Saved entries
•••••

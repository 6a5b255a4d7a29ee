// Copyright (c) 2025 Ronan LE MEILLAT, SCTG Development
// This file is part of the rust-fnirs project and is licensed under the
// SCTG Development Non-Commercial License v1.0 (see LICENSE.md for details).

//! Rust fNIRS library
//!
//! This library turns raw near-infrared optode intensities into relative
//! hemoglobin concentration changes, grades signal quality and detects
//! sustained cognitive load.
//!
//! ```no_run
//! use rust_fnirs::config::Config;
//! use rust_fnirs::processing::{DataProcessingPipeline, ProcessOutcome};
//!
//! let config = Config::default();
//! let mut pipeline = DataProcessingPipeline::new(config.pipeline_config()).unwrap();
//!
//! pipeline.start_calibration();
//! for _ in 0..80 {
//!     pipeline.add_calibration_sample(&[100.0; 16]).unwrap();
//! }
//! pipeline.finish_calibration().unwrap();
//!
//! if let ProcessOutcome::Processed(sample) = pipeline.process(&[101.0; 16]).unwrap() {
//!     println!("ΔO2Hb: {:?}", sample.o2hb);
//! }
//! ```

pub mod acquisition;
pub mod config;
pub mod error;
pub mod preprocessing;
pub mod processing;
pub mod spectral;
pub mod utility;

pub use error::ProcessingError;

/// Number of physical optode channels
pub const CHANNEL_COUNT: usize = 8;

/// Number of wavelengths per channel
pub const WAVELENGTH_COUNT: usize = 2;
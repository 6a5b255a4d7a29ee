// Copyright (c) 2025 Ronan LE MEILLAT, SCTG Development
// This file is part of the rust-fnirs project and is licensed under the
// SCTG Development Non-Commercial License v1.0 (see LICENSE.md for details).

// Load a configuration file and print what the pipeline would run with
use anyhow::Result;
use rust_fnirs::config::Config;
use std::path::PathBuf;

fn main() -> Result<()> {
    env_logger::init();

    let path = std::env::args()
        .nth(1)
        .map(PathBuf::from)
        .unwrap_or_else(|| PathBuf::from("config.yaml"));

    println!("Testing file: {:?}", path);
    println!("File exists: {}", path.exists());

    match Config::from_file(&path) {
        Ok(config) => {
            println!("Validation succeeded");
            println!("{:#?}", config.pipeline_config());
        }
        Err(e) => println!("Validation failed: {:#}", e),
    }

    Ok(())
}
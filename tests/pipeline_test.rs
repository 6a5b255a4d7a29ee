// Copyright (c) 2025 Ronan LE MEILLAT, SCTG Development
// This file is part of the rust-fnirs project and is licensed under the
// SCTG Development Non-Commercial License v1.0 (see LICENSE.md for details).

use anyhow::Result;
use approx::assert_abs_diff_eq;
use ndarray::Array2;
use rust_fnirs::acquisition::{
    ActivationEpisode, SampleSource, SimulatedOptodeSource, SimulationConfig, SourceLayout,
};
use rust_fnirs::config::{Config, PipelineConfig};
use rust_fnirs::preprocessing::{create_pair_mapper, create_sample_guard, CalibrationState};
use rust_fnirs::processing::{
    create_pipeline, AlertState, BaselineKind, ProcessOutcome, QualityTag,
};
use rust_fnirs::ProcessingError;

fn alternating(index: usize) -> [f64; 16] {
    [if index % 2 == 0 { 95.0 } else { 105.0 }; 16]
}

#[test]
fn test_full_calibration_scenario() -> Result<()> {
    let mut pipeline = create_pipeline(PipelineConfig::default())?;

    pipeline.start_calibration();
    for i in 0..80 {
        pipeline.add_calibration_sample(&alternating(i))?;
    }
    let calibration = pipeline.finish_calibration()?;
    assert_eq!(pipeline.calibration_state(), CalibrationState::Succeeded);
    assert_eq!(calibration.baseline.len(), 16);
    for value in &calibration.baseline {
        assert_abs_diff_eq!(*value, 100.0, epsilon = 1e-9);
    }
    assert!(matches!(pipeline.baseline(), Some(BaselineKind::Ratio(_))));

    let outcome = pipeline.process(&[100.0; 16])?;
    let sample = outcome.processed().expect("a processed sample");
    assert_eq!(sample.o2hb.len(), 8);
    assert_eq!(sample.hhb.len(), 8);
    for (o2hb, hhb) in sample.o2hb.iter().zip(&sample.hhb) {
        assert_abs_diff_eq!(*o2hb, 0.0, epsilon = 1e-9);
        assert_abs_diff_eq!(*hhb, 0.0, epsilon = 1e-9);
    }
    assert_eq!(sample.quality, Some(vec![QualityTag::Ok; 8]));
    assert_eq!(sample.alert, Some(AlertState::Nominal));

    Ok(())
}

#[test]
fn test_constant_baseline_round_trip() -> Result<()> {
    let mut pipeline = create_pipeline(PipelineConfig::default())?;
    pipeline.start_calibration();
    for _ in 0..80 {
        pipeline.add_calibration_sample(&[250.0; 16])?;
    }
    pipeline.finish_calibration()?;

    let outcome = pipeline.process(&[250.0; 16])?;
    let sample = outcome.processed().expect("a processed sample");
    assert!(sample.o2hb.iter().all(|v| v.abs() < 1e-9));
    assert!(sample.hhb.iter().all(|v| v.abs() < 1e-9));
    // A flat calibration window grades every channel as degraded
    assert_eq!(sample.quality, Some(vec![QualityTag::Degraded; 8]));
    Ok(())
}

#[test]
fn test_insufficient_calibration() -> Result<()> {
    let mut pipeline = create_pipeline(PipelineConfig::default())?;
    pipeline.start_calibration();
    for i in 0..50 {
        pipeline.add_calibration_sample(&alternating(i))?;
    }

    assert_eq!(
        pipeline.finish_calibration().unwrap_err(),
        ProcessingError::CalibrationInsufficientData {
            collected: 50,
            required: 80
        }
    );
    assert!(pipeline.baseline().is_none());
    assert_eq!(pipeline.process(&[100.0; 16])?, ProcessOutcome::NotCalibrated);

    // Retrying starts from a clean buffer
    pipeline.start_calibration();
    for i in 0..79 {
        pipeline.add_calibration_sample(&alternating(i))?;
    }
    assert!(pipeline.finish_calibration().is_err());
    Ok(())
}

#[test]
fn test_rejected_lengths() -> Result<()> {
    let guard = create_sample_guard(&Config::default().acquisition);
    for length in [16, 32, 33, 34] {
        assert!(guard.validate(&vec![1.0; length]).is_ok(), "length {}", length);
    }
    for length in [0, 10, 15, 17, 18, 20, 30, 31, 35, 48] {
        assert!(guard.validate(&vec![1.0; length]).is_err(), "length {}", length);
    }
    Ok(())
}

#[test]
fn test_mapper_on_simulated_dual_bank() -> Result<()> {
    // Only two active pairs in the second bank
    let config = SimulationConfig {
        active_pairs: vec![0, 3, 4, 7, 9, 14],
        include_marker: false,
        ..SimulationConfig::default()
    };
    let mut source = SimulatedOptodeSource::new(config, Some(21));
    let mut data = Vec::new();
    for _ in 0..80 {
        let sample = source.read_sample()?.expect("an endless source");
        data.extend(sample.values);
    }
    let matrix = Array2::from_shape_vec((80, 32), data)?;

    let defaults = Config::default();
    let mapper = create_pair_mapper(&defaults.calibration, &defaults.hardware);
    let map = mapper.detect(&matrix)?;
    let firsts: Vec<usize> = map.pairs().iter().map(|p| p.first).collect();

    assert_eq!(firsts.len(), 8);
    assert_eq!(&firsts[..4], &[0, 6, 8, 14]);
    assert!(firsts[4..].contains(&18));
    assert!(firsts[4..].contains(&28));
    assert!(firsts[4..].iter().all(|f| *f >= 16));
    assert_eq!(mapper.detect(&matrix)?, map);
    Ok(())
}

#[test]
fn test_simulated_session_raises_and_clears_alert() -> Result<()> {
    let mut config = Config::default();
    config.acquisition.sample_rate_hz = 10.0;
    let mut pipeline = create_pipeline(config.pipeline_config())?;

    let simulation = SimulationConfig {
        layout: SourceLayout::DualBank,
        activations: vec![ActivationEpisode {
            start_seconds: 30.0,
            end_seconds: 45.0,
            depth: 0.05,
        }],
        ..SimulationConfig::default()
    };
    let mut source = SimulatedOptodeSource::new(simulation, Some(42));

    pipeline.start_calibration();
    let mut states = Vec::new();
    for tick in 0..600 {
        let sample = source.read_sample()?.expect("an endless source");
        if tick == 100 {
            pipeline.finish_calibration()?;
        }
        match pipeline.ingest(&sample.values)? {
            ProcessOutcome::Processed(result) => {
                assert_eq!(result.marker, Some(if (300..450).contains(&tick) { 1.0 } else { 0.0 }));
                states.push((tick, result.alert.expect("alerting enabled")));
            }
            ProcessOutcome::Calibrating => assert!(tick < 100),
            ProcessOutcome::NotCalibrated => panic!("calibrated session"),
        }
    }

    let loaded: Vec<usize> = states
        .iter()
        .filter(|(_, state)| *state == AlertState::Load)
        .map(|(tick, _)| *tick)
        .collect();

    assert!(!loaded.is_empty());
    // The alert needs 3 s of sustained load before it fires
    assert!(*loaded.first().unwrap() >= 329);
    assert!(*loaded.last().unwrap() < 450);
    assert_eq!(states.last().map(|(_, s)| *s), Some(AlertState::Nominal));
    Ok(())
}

•••••

Task goal: Each line above, from the one that contains "let loaded: Vec<usize> = states" to the last line of the records, should be repeated exactly. Leave out all others.

Exercise solution:
    let loaded: Vec<usize> = states
        .iter()
        .filter(|(_, state)| *state == AlertState::Load)
        .map(|(tick, _)| *tick)
        .collect();

    assert!(!loaded.is_empty());
    // The alert needs 3 s of sustained load before it fires
    assert!(*loaded.first().unwrap() >= 329);
    assert!(*loaded.last().unwrap() < 450);
    assert_eq!(states.last().map(|(_, s)| *s), Some(AlertState::Nominal));
    Ok(())
}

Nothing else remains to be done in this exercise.